Then finally to top it all off the pastor called right after lunch
to cancel a meeting he had asked me to schedule with two of
our elders who were having some concerns about our building
program. He said he just didn’t feel like dealing with it today.
It had taken three weeks for me to arrange that meeting. I was
furious and had to get out for some fresh air.
My office door betrayed my frustration to the rest of the
office as it slammed shut harder than I intended. It startled my
secretary and drew looks down the hallway. I motioned back to
the door exasperated, as if it had made all that noise on its own.
As I looked back my eyes fixed on the ever-familiar sign:
“Jake Colsen, Associate Pastor.”
I still remember the first day I walked through that door,
surprised that the nameplate was already in place and awed
with the responsibility it placed on my shoulders. I had never
planned to enter full-time ministry but the day I walked through
that door I felt all my dreams had finally been fulfilled. Four
years later those dreams proved as elusive as ever.

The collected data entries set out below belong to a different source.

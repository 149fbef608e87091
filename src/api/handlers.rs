//! # Request Handlers
//!
//! One handler per operation. Each validates in the order the contract
//! documents, invokes the store, and shapes the response. Store faults are
//! logged with detail here and collapsed to the opaque internal error.

use std::collections::HashMap;
use std::sync::Arc;

use axum::extract::rejection::{JsonRejection, PathRejection, QueryRejection};
use axum::extract::{Path, Query, State};
use axum::http::StatusCode;
use axum::Json;
use serde::Deserialize;

use crate::auth::secret_matches;
use crate::config::Config;
use crate::observability::Logger;
use crate::store::{Collection, PoemStore, StoreError};

use super::errors::{ApiError, ApiResult};
use super::pagination::PageParams;
use super::response::{Poem, PoemList, StatusMessage};

/// Shared state for every poem route
pub struct AppState<C: Collection> {
    pub store: PoemStore<C>,
    pub config: Config,
}

/// Shared state type
type SharedState<C> = Arc<AppState<C>>;

/// Mutation body for create and update
///
/// `author`, `title` and `poem` must be present to deserialize at all; a
/// missing secret is an authorization failure, not a parse failure.
#[derive(Debug, Deserialize)]
pub struct WritePoemRequest {
    pub author: String,
    pub title: String,
    pub poem: Vec<String>,
    pub secret: Option<String>,
}

/// Mutation body for delete
#[derive(Debug, Deserialize)]
pub struct DeletePoemRequest {
    pub secret: Option<String>,
}

// ==================
// Handlers
// ==================

/// GET /poem/{id}
pub async fn get_poem<C: Collection + 'static>(
    State(state): State<SharedState<C>>,
    id: Result<Path<i64>, PathRejection>,
) -> ApiResult<Json<Poem>> {
    let id = parse_id(id)?;

    let record = state
        .store
        .get_one(id)
        .map_err(|e| store_fault("get", e))?
        .ok_or(ApiError::PoemNotFound)?;

    Ok(Json(Poem::from(record)))
}

/// GET /poems
pub async fn list_poems<C: Collection + 'static>(
    State(state): State<SharedState<C>>,
    query: Result<Query<HashMap<String, String>>, QueryRejection>,
) -> ApiResult<Json<PoemList>> {
    let Query(query) = query.map_err(|_| ApiError::InvalidParameters)?;
    let params = PageParams::parse(&query, &state.config)?;

    let count = state.store.count().map_err(|e| store_fault("list", e))?;

    let first_record = params.first_record().ok_or(ApiError::NotEnoughPoems)?;
    if count < first_record {
        return Err(ApiError::NotEnoughPoems);
    }

    let window = state
        .store
        .get_window(params.window_len())
        .map_err(|e| store_fault("list", e))?;

    let poems: Vec<Poem> = window
        .into_iter()
        .skip((first_record - 1) as usize)
        .take(params.quantity as usize)
        .map(Poem::from)
        .collect();

    let next_page = params.next_page(count);

    Ok(Json(PoemList { poems, next_page }))
}

/// POST /poem
pub async fn create_poem<C: Collection + 'static>(
    State(state): State<SharedState<C>>,
    payload: Result<Json<WritePoemRequest>, JsonRejection>,
) -> ApiResult<StatusCode> {
    let Json(body) = payload.map_err(|_| ApiError::InvalidParameters)?;
    validate_fields(&body)?;
    check_secret(body.secret.as_deref(), &state.config)?;

    let id = state
        .store
        .create(body.author, body.title, body.poem)
        .map_err(|e| store_fault("create", e))?;

    Logger::info("POEM_CREATED", &[("id", &id.to_string())]);

    // Success is 204 with an empty body, not a JSON envelope
    Ok(StatusCode::NO_CONTENT)
}

/// PUT /poem/{id}
pub async fn update_poem<C: Collection + 'static>(
    State(state): State<SharedState<C>>,
    id: Result<Path<i64>, PathRejection>,
    payload: Result<Json<WritePoemRequest>, JsonRejection>,
) -> ApiResult<Json<StatusMessage>> {
    let id = parse_id(id)?;

    // Existence is checked before the body in this contract
    if state
        .store
        .get_one(id)
        .map_err(|e| store_fault("update", e))?
        .is_none()
    {
        return Err(ApiError::PoemNotFound);
    }

    let Json(body) = payload.map_err(|_| ApiError::InvalidParameters)?;
    validate_fields(&body)?;
    check_secret(body.secret.as_deref(), &state.config)?;

    state
        .store
        .update(id, body.author, body.title, body.poem)
        .map_err(|e| store_fault("update", e))?;

    Logger::info("POEM_UPDATED", &[("id", &id.to_string())]);

    Ok(Json(StatusMessage::updated()))
}

/// DELETE /poem/{id}
pub async fn delete_poem<C: Collection + 'static>(
    State(state): State<SharedState<C>>,
    id: Result<Path<i64>, PathRejection>,
    payload: Result<Json<DeletePoemRequest>, JsonRejection>,
) -> ApiResult<Json<StatusMessage>> {
    let id = parse_id(id)?;

    if state
        .store
        .get_one(id)
        .map_err(|e| store_fault("delete", e))?
        .is_none()
    {
        return Err(ApiError::PoemNotFound);
    }

    // An unreadable body is the same as a missing secret here
    let secret = payload.ok().and_then(|Json(body)| body.secret);
    check_secret(secret.as_deref(), &state.config)?;

    state.store.delete(id).map_err(|e| store_fault("delete", e))?;

    Logger::info("POEM_DELETED", &[("id", &id.to_string())]);

    Ok(Json(StatusMessage::deleted()))
}

// ==================
// Shared validation
// ==================

/// Extract and validate a path id
fn parse_id(id: Result<Path<i64>, PathRejection>) -> ApiResult<i64> {
    let Path(id) = id.map_err(|_| ApiError::InvalidParameters)?;
    if id <= 0 {
        return Err(ApiError::InvalidParameters);
    }
    Ok(id)
}

/// Reject empty author, title or poem
fn validate_fields(body: &WritePoemRequest) -> ApiResult<()> {
    if body.author.is_empty() || body.title.is_empty() || body.poem.is_empty() {
        return Err(ApiError::InvalidParameters);
    }
    Ok(())
}

/// Enforce the shared-secret write gate
fn check_secret(provided: Option<&str>, config: &Config) -> ApiResult<()> {
    if !secret_matches(provided, &config.secret) {
        return Err(ApiError::NotAuthorized);
    }
    Ok(())
}

/// Log a store fault with detail and collapse it to the opaque error
fn store_fault(op: &'static str, err: StoreError) -> ApiError {
    Logger::error("STORE_FAULT", &[("op", op), ("detail", &err.to_string())]);
    ApiError::Internal
}

#[cfg(test)]
mod tests {
    use super::*;

    fn test_config() -> Config {
        Config {
            secret: "hunter2".to_string(),
            default_quantity: 10,
            default_page: 1,
            data_path: None,
            bind_addr: "0.0.0.0".to_string(),
            port: 5000,
            cors_origins: Vec::new(),
        }
    }

    fn body(author: &str, title: &str, poem: &[&str], secret: Option<&str>) -> WritePoemRequest {
        WritePoemRequest {
            author: author.to_string(),
            title: title.to_string(),
            poem: poem.iter().map(|l| l.to_string()).collect(),
            secret: secret.map(|s| s.to_string()),
        }
    }

    #[test]
    fn test_validate_fields_rejects_empties() {
        assert_eq!(
            validate_fields(&body("", "t", &["l"], None)),
            Err(ApiError::InvalidParameters)
        );
        assert_eq!(
            validate_fields(&body("a", "", &["l"], None)),
            Err(ApiError::InvalidParameters)
        );
        assert_eq!(
            validate_fields(&body("a", "t", &[], None)),
            Err(ApiError::InvalidParameters)
        );
        assert!(validate_fields(&body("a", "t", &["l"], None)).is_ok());
    }

    #[test]
    fn test_blank_lines_inside_poem_are_allowed() {
        // Stanza breaks arrive as empty strings; only an empty sequence is
        // invalid
        assert!(validate_fields(&body("a", "t", &["uno", "", "dos"], None)).is_ok());
    }

    #[test]
    fn test_check_secret() {
        let config = test_config();
        assert!(check_secret(Some("hunter2"), &config).is_ok());
        assert_eq!(
            check_secret(Some("wrong"), &config),
            Err(ApiError::NotAuthorized)
        );
        assert_eq!(check_secret(None, &config), Err(ApiError::NotAuthorized));
    }

    #[test]
    fn test_write_request_parses_without_secret() {
        let parsed: WritePoemRequest =
            serde_json::from_str(r#"{"author":"a","title":"t","poem":["l"]}"#).unwrap();
        assert_eq!(parsed.secret, None);
    }

    #[test]
    fn test_write_request_requires_content_fields() {
        let result: Result<WritePoemRequest, _> =
            serde_json::from_str(r#"{"title":"t","poem":["l"],"secret":"s"}"#);
        assert!(result.is_err());
    }
}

The son of working class parents, I had grown up in church.
Even through the tempestuous teen-age years of the early 70’s
I never strayed far from my spiritual roots. Graduating from
college in 1979 with a business degree I ended up handling
commercial real estate in Kingston, California, a sprawling
metropolis in the fertile farmland of Central California.
The economy had exploded in the 80’s and early 90’s and I had built
a lucrative practice and a stellar reputation.
My wife and I had helped found the congregation I now
worked for. Fifteen years earlier a few families and some college
students, disillusioned by the power games being played
in the traditional church we attended, decided we’d do better
starting a new one.
We met in homes for a while, treasuring
the fellowship we had together, but soon rented a building
and hung out our shingle for the community. In the early days
growth had been slow, but in the last 10 years we’d grown to
over 2000 members, constructed our own building and had a
full complement of pastoral staff.
How flattered I was when the pastor invited me to join that
staff to oversee the business affairs and to help with pastoral
care. I was 39 at the time, very comfortable in my profession
and raising two young children. The adult Sunday school class I
taught was one of the most popular on the schedule and I’d just
completed two terms on the church board.
He told me how much I was needed. That I could free him
from responsibilities he wasn’t gifted to meet. Even though I
was making more than enough money in real estate, I knew it
was just money—the god of mammon, as I’d heard it preached.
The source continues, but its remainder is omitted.